Maybe this should be one of my "mysteries of life" posts, but it does have a screenwriting perspective because it's really not about sports, but about a formula I need to master in my screenplays.
(1) I turn on a football, baseball or basketball game that I have absolutely no emotional stake in but decide to watch anyway because there's nothing better on television and whadya know? It turns out to be an awesome game!
(2) By the end of the first quarter, inning, or period, I have a mild interest and am secretly pulling for one the teams.
(3) Halfway through the game, I'm desperately, but quietly, pulling my hair out and gnawing on my thumbnail, unless the phone rings, in which case, heaven help the person on the other line if he/she isn't giving birth, being transported by helicopter ambulance, or collecting a lottery check.
(4) By the two minute warning, final inning, or last minute on the clock, I am screaming at the television, shouting encouragement, and damning those officials who are one more bad call away from meeting my cousin Guido's dark hooded friends.
(5) When it's all over, regardless of the outcome, I am exhausted and sooooooooooo glad I didn't change the channel. Then I talk about the game with everyone I know who likes baseball, football, or basketball.
How does that happen? I need to recreate this formula!
Maybe a reader picks up my script because it's his job, he's judging a contest, or his production company was interested enough in my logline to accept my script. He has no particular or vested interest in it, but hey, it's in his reading pile and whadya know? It turns out to be an awesome screenplay!
The reader doesn't know my characters in the first scenes but by the end of the first act, he has a vested interest in my protagonist.

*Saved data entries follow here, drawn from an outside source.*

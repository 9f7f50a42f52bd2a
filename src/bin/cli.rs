//! Covenant CLI - Main entry point for CLI binary
//!
//! This binary provides the `covenant` tool for checking roles, running
//! constitutional validation, scoring KYC subjects and serving the gated API.

use anyhow::{bail, Context as _};
use clap::Parser;
use covenant_lib::engine::{
    api::{create_router, ApiState},
    audit::{AuditLog, AuditRecord},
    cli::{
        formatter::{health_label, short_hash, status_label, verdict, CliFormatter},
        Cli, Commands, OutputFormat,
    },
    config::{Config, ConfigError},
    constitution::{ConstitutionalValidator, Context},
    observability::{HealthReporter, Metrics},
    rbac::{PermissionTable, Role},
    risk::{KycSubject, RiskScorer},
    telemetry::init_tracing,
};
use serde_json::json;
use std::path::Path;

fn main() {
    let cli = Cli::parse();
    if matches!(cli.command, Commands::Serve { .. }) {
        init_tracing("info,tower_http=debug");
    } else {
        init_tracing("warn");
    }

    if let Err(e) = run_cli(cli) {
        CliFormatter::error(&format!("{:#}", e));
        std::process::exit(1);
    }
}

fn run_cli(cli: Cli) -> anyhow::Result<()> {
    let project_dir = cli.get_project_dir();
    let json_output = cli.format == OutputFormat::Json;

    match cli.command {
        Commands::Init { name, force } => {
            cmd_init(&project_dir, &name, force, json_output)?;
        }
        Commands::Serve { port, host } => {
            cmd_serve(&project_dir, host, port)?;
        }
        Commands::Check { role, permission } => {
            cmd_check(&project_dir, &role, &permission, json_output)?;
        }
        Commands::Permissions { role } => {
            cmd_permissions(&project_dir, role.as_deref(), json_output)?;
        }
        Commands::Validate {
            action,
            context,
            post,
            user,
        } => {
            cmd_validate(&project_dir, &action, &context, post, user.as_deref(), json_output)?;
        }
        Commands::Risk { country, id_number } => {
            cmd_risk(&project_dir, country, id_number, json_output)?;
        }
        Commands::Audit {
            user,
            action,
            limit,
        } => {
            cmd_audit(&project_dir, user.as_deref(), action.as_deref(), limit, json_output)?;
        }
        Commands::Health => {
            cmd_health(&project_dir, json_output)?;
        }
    }

    Ok(())
}

/// Project config, or the defaults when the directory was never initialized
fn load_config(project_dir: &Path) -> anyhow::Result<Config> {
    match Config::load(project_dir) {
        Ok(config) => Ok(config),
        Err(ConfigError::NotFound(path)) => {
            tracing::info!(path = %path.display(), "No config found, using defaults");
            Ok(Config::default_for_service("covenant"))
        }
        Err(e) => Err(e.into()),
    }
}

fn cmd_init(project_dir: &Path, name: &str, force: bool, json: bool) -> anyhow::Result<()> {
    if Config::load(project_dir).is_ok() && !force {
        bail!(
            "Project already initialized: {} (use --force to overwrite)",
            project_dir.display()
        );
    }

    std::fs::create_dir_all(project_dir)
        .with_context(|| format!("creating {}", project_dir.display()))?;

    let config = Config::default_for_service(name);
    config.save(project_dir)?;
    PermissionTable::default().save(project_dir)?;

    std::fs::create_dir_all(project_dir.join(&config.audit.dir))?;
    std::fs::create_dir_all(project_dir.join(".covenant"))?;

    let gitignore = "# Covenant\ndata/*.db\ndata/*.db-*\n.covenant/\n*.log\n";
    std::fs::write(project_dir.join(".gitignore"), gitignore)?;

    if json {
        println!(
            "{}",
            json!({
                "success": true,
                "project_dir": project_dir.display().to_string(),
                "name": name,
                "service_id": config.service.id,
            })
        );
    } else {
        CliFormatter::success(&format!("Initialized covenant service: {}", name));
        CliFormatter::kv("Directory", &project_dir.display().to_string());
        CliFormatter::kv("Service ID", &config.service.id);
        CliFormatter::blank();
        CliFormatter::info("Start the API with `covenant serve`");
    }

    Ok(())
}

#[tokio::main]
async fn cmd_serve(project_dir: &Path, host: Option<String>, port: Option<u16>) -> anyhow::Result<()> {
    let config = load_config(project_dir)?;
    let state = ApiState::from_config(project_dir, &config)?;
    let metrics = state.metrics.clone();
    let app = create_router(state);

    let addr = format!(
        "{}:{}",
        host.unwrap_or_else(|| config.api.host.clone()),
        port.unwrap_or(config.api.port)
    );

    CliFormatter::header("Covenant API Server");
    CliFormatter::kv("Service", &config.service.name);
    CliFormatter::kv("Listening", &format!("http://{}", addr));
    CliFormatter::kv("OpenAPI", &format!("http://{}/api/openapi.json", addr));
    CliFormatter::info("Press Ctrl+C to stop");

    let listener = tokio::net::TcpListener::bind(&addr)
        .await
        .with_context(|| format!("binding {}", addr))?;

    axum::serve(listener, app)
        .with_graceful_shutdown(async {
            let _ = tokio::signal::ctrl_c().await;
        })
        .await?;

    metrics.save(project_dir)?;
    tracing::info!("Metrics saved, server stopped");

    Ok(())
}

fn cmd_check(project_dir: &Path, role: &str, permission: &str, json: bool) -> anyhow::Result<()> {
    let role: Role = role.parse()?;
    let table = PermissionTable::load(project_dir)?;

    let known = table.contains(permission);
    let allowed = table.has_permission(role, permission);

    if json {
        println!(
            "{}",
            json!({
                "role": role,
                "permission": permission,
                "allowed": allowed,
                "known": known,
            })
        );
    } else {
        CliFormatter::kv(&format!("{} → {}", role, permission), &verdict(allowed));
        if !known {
            CliFormatter::warning(&format!("`{}` is not in the permission table", permission));
        }
    }

    Ok(())
}

fn cmd_permissions(project_dir: &Path, role: Option<&str>, json: bool) -> anyhow::Result<()> {
    let table = PermissionTable::load(project_dir)?;

    if let Some(role) = role {
        let role: Role = role.parse()?;
        let permissions = table.permissions_for(role);

        if json {
            println!("{}", json!({ "role": role, "permissions": permissions }));
        } else {
            CliFormatter::header(&format!("Permissions for {}", role));
            for permission in permissions {
                CliFormatter::item(permission);
            }
        }
        return Ok(());
    }

    if json {
        println!("{}", serde_json::to_string_pretty(&table)?);
        return Ok(());
    }

    CliFormatter::header(&format!("Permission table (v{})", table.version));
    CliFormatter::table_header(&["permission", "roles"]);
    for (permission, roles) in &table.permissions {
        let roles = roles.iter().map(Role::as_str).collect::<Vec<_>>().join(", ");
        CliFormatter::table_row(&[permission.as_str(), roles.as_str()]);
    }

    Ok(())
}

fn cmd_validate(
    project_dir: &Path,
    action: &str,
    context: &str,
    post: bool,
    user: Option<&str>,
    json: bool,
) -> anyhow::Result<()> {
    let context: Context = serde_json::from_str(context).context("context must be a JSON object")?;
    let validator = ConstitutionalValidator::with_default_rules();

    if post {
        let config = load_config(project_dir)?;
        let outcome = validator.validate_post(action, &context, user);

        let audit = AuditLog::new(&project_dir.join(&config.audit.dir))?;
        audit.append(&outcome.audit_record)?;

        if json {
            println!("{}", serde_json::to_string_pretty(&outcome)?);
        } else {
            print_findings(outcome.compliant, &outcome.violations, &outcome.warnings, &outcome.faults);
            CliFormatter::kv("Result hash", short_hash(&outcome.audit_record.result_hash));
            CliFormatter::kv("Audit log", &audit.path().display().to_string());
        }
        return Ok(());
    }

    let result = validator.validate_pre(action, &context, user);
    if json {
        println!("{}", serde_json::to_string_pretty(&result)?);
    } else {
        print_findings(result.valid, &result.violations, &result.warnings, &result.faults);
    }

    Ok(())
}

fn print_findings(valid: bool, violations: &[String], warnings: &[String], faults: &[String]) {
    if valid {
        CliFormatter::success("Action complies with the constitution");
    } else {
        CliFormatter::error("Action violates the constitution");
    }
    for violation in violations {
        CliFormatter::item(violation);
    }
    for warning in warnings {
        CliFormatter::warning(warning);
    }
    if !faults.is_empty() {
        CliFormatter::warning(&format!("Rules faulted: {}", faults.join(", ")));
    }
}

fn cmd_risk(project_dir: &Path, country: String, id_number: String, json: bool) -> anyhow::Result<()> {
    let config = load_config(project_dir)?;
    let scorer = RiskScorer::new(config.risk);
    let assessment = scorer.assess(&KycSubject { country, id_number });

    if json {
        println!("{}", serde_json::to_string_pretty(&assessment)?);
    } else {
        CliFormatter::header("KYC risk assessment");
        CliFormatter::kv("Score", &assessment.score.to_string());
        CliFormatter::kv("Status", &status_label(assessment.status));
        CliFormatter::divider();
        CliFormatter::kv("Country penalty", &assessment.country_penalty.to_string());
        CliFormatter::kv("ID penalty", &assessment.id_penalty.to_string());
        CliFormatter::kv("Variance", &assessment.variance.to_string());
    }

    Ok(())
}

fn cmd_audit(
    project_dir: &Path,
    user: Option<&str>,
    action: Option<&str>,
    limit: Option<usize>,
    json: bool,
) -> anyhow::Result<()> {
    let config = load_config(project_dir)?;
    let audit = AuditLog::new(&project_dir.join(&config.audit.dir))?;

    let mut records: Vec<AuditRecord> = audit
        .query_all()?
        .into_iter()
        .filter(|r| user.map_or(true, |u| r.user_id.as_deref() == Some(u)))
        .filter(|r| action.map_or(true, |a| r.action == a))
        .collect();

    if let Some(limit) = limit {
        let skip = records.len().saturating_sub(limit);
        records.drain(..skip);
    }

    if json {
        println!("{}", serde_json::to_string_pretty(&records)?);
        return Ok(());
    }

    if records.is_empty() {
        CliFormatter::info("No audit records");
        return Ok(());
    }

    CliFormatter::header(&format!("Audit log ({} records)", records.len()));
    CliFormatter::table_header(&["timestamp", "action", "user", "compliant", "hash"]);
    for record in &records {
        let timestamp = record.timestamp.format("%Y-%m-%d %H:%M:%S").to_string();
        let compliant = record.compliant.map_or("-".to_string(), |c| c.to_string());
        CliFormatter::table_row(&[
            timestamp.as_str(),
            record.action.as_str(),
            record.user_id.as_deref().unwrap_or("-"),
            compliant.as_str(),
            short_hash(&record.result_hash),
        ]);
    }

    Ok(())
}

fn cmd_health(project_dir: &Path, json: bool) -> anyhow::Result<()> {
    let metrics = Metrics::load(project_dir)?;
    let report = HealthReporter::new().generate(&metrics);

    if json {
        println!("{}", json!({ "metrics": metrics, "health": report }));
        return Ok(());
    }

    CliFormatter::header("Covenant health");
    CliFormatter::kv("Overall", &health_label(report.overall_status));
    for (i, check) in report.checks.iter().enumerate() {
        CliFormatter::numbered_item(
            i + 1,
            &format!("{} [{}] {}", check.name, health_label(check.status), check.message),
        );
    }
    for warning in &report.warnings {
        CliFormatter::warning(warning);
    }

    CliFormatter::divider();
    let gate = &metrics.gate;
    let decisions = gate.allowed + gate.unauthenticated + gate.forbidden;
    CliFormatter::kv("Gate decisions", &decisions.to_string());
    CliFormatter::kv("Rule evaluations", &metrics.rules.evaluations.to_string());
    CliFormatter::kv("KYC verifications", &metrics.risk.total.to_string());

    Ok(())
}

By the end of the second act, the reader cares desperately about what's going on.
By Fade-Out, he's either been holding his bladder for the last forty five minutes because he couldn't put the screenplay down or he's been sobbing in his hanky for the past ten or fifteen pages.
When he finally does put the screenplay down, the reader is so glad he read my screenplay that he talks about it with anyone who will listen.
Now that I've identified this "ballgame" formula, all I have to do is figure out how to make readers take sides the way ballgame viewers do. I guess I'll just have to keep watching ballgames until I figure it out.